# Kabelmodem + Wireless Router



## sneepo (1. März 2005)

hi, hab folgendes problem:

hab das nochn nie gemacht, stosse hier auf neuland...

WindowsXP
Kabelmodem
Netgear Wireless Router

ich hab ein kabelmodem usb das aber auch einen Ethernetanschluss hat, und einen Wireless Router. 
Kann ich das Modem  über Ethernet am Router anstecken und mit dem notebook wireless aud das internet zugreifen?

ich hab gehört und gelesen es hat was mit der MAC adresse zu tun, genauer gesagt die MAC adresse vom usb...wie bekomme ich die?

wie kann ich die dann beim Router einstellen?

kann mir jemand helfen?


----------



## generador (1. März 2005)

Ja, sollte gehen
mit der MAC Adresse hat das nichts zu tun ausser du hast die Wlan Authezizierung über die MAC-Adresse laufen
Du musst im Router dann halt die Zugangsdaten deines Providers eintragen
Hast du nur deinen Laptop ? oder hast du noch einen anderen PC


----------



## sneepo (1. März 2005)

hi, 
danke für die schnelle antwort...
also ich erklär dir alles genau

so siets aus:

Kabelmodem + PC (win2000) 

oder 

Kabelmodem+ Laptop

das Kabelmodem ist über USB angeschlossen (muss immer umstecken)

jetzt habe ich einen Router. Eigentlich müsste man die MAC adresse vom internetanbiter freischalten lassen, doch das muss doch irgendwie anders gehen, oder?

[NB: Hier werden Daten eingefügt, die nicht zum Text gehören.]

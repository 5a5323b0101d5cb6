//! Regularized log-likelihood and gradient for one target type.
//!
//! For target `k` over the observation windows `W`:
//!
//! ```text
//! L = sum_{events e of type k} eta_k(t_e, S(t_e-))
//!   - integral_W lambda_k(t) dt
//!   - lambda1 * |theta_k|_1 - lambda2 * |theta_k|_2^2
//! ```
//!
//! The integral uses left-rectangle quadrature with a fixed number of points
//! per window. Quadrature ticks and events are consumed in one time-ordered
//! merge: at equal instants ticks are scored first, and all events sharing a
//! timestamp are scored against the pre-impulse state before any of their
//! impulses land. One linear pass suffices because the recursive state makes
//! `sum_s sum_b theta * S` exact under exponential kernels.

use lt_math::{clamp, safe_exp, sign, zero_non_finite, EXP_CLAMP};

use crate::model::basis::MS_PER_HOUR;
use crate::model::features::{baseline_features, BASELINE_DIM};
use crate::model::params::ModelParams;
use crate::model::state::RecursiveState;
use crate::stream::EventStream;
use crate::windows::ObservationWindow;

/// Quadrature points per window during fitting.
pub const QUAD_POINTS_FIT: usize = 50;

/// Quadrature points per integration segment in diagnostics.
pub const QUAD_POINTS_DIAG: usize = 20;

/// Log-likelihood and gradient for one target type.
#[derive(Debug, Clone)]
pub struct TargetGrad {
    pub log_lik: f64,
    pub grad_beta: [f64; BASELINE_DIM],
    /// Gradient over `theta[target]`, indexed `source * num_bases + basis`.
    /// The `source == target` block stays zero.
    pub grad_theta: Vec<f64>,
}

/// Linear predictor `eta_k(t, S)` for a target type.
pub(crate) fn linear_predictor(
    params: &ModelParams,
    target: usize,
    feats: &[f64; BASELINE_DIM],
    state: &RecursiveState,
) -> f64 {
    let beta = params.beta_row(target);
    let mut eta = 0.0;
    for j in 0..BASELINE_DIM {
        eta += beta[j] * feats[j];
    }
    for s in 0..params.num_types {
        if s == target {
            continue;
        }
        let weights = params.influence_weights(target, s);
        let sums = state.source(s);
        for b in 0..params.num_bases {
            eta += weights[b] * sums[b];
        }
    }
    eta
}

struct Accum {
    ll: f64,
    grad_beta: [f64; BASELINE_DIM],
    grad_theta: Vec<f64>,
}

/// Compute the regularized log-likelihood and gradient for `target`.
pub fn target_log_likelihood(
    stream: &EventStream,
    windows: &[ObservationWindow],
    params: &ModelParams,
    target: usize,
    lambda1: f64,
    lambda2: f64,
    quad_points: usize,
) -> TargetGrad {
    let nb = params.num_bases;
    let mut state = RecursiveState::new(params.num_types, nb);
    let mut acc = Accum {
        ll: 0.0,
        grad_beta: [0.0; BASELINE_DIM],
        grad_theta: vec![0.0; params.num_types * nb],
    };

    let q = quad_points.max(1);
    let mut e = 0usize;
    for w in windows {
        let len_ms = w.len_ms() as f64;
        if len_ms <= 0.0 {
            continue;
        }
        let dt_hours = len_ms / MS_PER_HOUR / q as f64;
        for j in 0..q {
            let tick_ms = w.start_ms as f64 + len_ms * j as f64 / q as f64;
            flush_events_before(stream, params, target, &mut state, &mut acc, &mut e, tick_ms);
            score_tick(params, target, &mut state, &mut acc, tick_ms, dt_hours);
        }
        flush_events_before(
            stream,
            params,
            target,
            &mut state,
            &mut acc,
            &mut e,
            w.end_ms as f64,
        );
    }

    // Regularization over the off-diagonal influence rows.
    for s in 0..params.num_types {
        if s == target {
            continue;
        }
        let weights = params.influence_weights(target, s);
        for b in 0..nb {
            let th = weights[b];
            acc.ll -= lambda1 * th.abs() + lambda2 * th * th;
            acc.grad_theta[s * nb + b] -= lambda1 * sign(th) + 2.0 * lambda2 * th;
        }
    }

    // Numerical degeneracy never reaches the optimizer.
    acc.ll = zero_non_finite(acc.ll);
    for g in acc.grad_beta.iter_mut() {
        *g = zero_non_finite(*g);
    }
    for g in acc.grad_theta.iter_mut() {
        *g = zero_non_finite(*g);
    }

    TargetGrad {
        log_lik: acc.ll,
        grad_beta: acc.grad_beta,
        grad_theta: acc.grad_theta,
    }
}

/// Score and absorb every event group strictly before `before_ms`.
fn flush_events_before(
    stream: &EventStream,
    params: &ModelParams,
    target: usize,
    state: &mut RecursiveState,
    acc: &mut Accum,
    e: &mut usize,
    before_ms: f64,
) {
    let n = stream.len();
    let nb = params.num_bases;
    while *e < n && (stream.times_ms[*e] as f64) < before_ms {
        let t_ms = stream.times_ms[*e];
        state.advance(t_ms as f64 / MS_PER_HOUR);

        let group_start = *e;
        let mut group_end = *e;
        while group_end < n && stream.times_ms[group_end] == t_ms {
            group_end += 1;
        }

        let target_hits = stream.type_idx[group_start..group_end]
            .iter()
            .filter(|&&ty| ty == target)
            .count();
        if target_hits > 0 {
            let hits = target_hits as f64;
            let feats = baseline_features(t_ms as f64);
            let eta = linear_predictor(params, target, &feats, state);
            acc.ll += clamp(eta, -EXP_CLAMP, EXP_CLAMP) * hits;
            for j in 0..BASELINE_DIM {
                acc.grad_beta[j] += feats[j] * hits;
            }
            for s in 0..params.num_types {
                if s == target {
                    continue;
                }
                let sums = state.source(s);
                for b in 0..nb {
                    acc.grad_theta[s * nb + b] += sums[b] * hits;
                }
            }
        }

        for i in group_start..group_end {
            state.add_event(stream.type_idx[i]);
        }
        *e = group_end;
    }
}

/// One left-rectangle quadrature tick.
fn score_tick(
    params: &ModelParams,
    target: usize,
    state: &mut RecursiveState,
    acc: &mut Accum,
    tick_ms: f64,
    dt_hours: f64,
) {
    state.advance(tick_ms / MS_PER_HOUR);
    let feats = baseline_features(tick_ms);
    let eta = linear_predictor(params, target, &feats, state);
    let lambda = safe_exp(eta);

    acc.ll -= lambda * dt_hours;
    for j in 0..BASELINE_DIM {
        acc.grad_beta[j] -= lambda * feats[j] * dt_hours;
    }
    let nb = params.num_bases;
    for s in 0..params.num_types {
        if s == target {
            continue;
        }
        let sums = state.source(s);
        for b in 0..nb {
            acc.grad_theta[s * nb + b] -= lambda * sums[b] * dt_hours;
        }
    }
}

ich arbeite vorwiegend mit dem laptop, den pc würde ich am router über ethernet anschließen, er dient nur zur sicherung von daten. also würde ich gerne mit dem laptop über wlan auf den router zugreifen um zu surfen oder um am pc sicherungen anzulegen.
wie muss ich den router einstellen?
der intrenetanbieter sieht doch die MAC adressen, also muss ich den Router dementsprechend konfigurieren, oder?
also sollte das in etwa so funktionieren:

kabelmodem    -->    Router    -->    ethernet - PC 
                                            -->    wlan - Laptop

ich hab gelesen dass wenn man das kabelmodem über usb anschließt gibt es dort eine MAC adresse...hab ich hier gelesen:   http://www.tutorials.de/tutorials189200.html
bi ich da richtig, und wie mache ich das?


----------



## sneepo (1. März 2005)

hab mich noch ein bisschen schlau gemacht:

ich kann die MAC adresse des Routers beliebig einstellen, weiss aber nicht welche.

mit `piconfig /all` und `arp -a` bekomme ich 2 versch. adressen. welche ist die richtige?
das modem ist jetzt an USB angeschlossen.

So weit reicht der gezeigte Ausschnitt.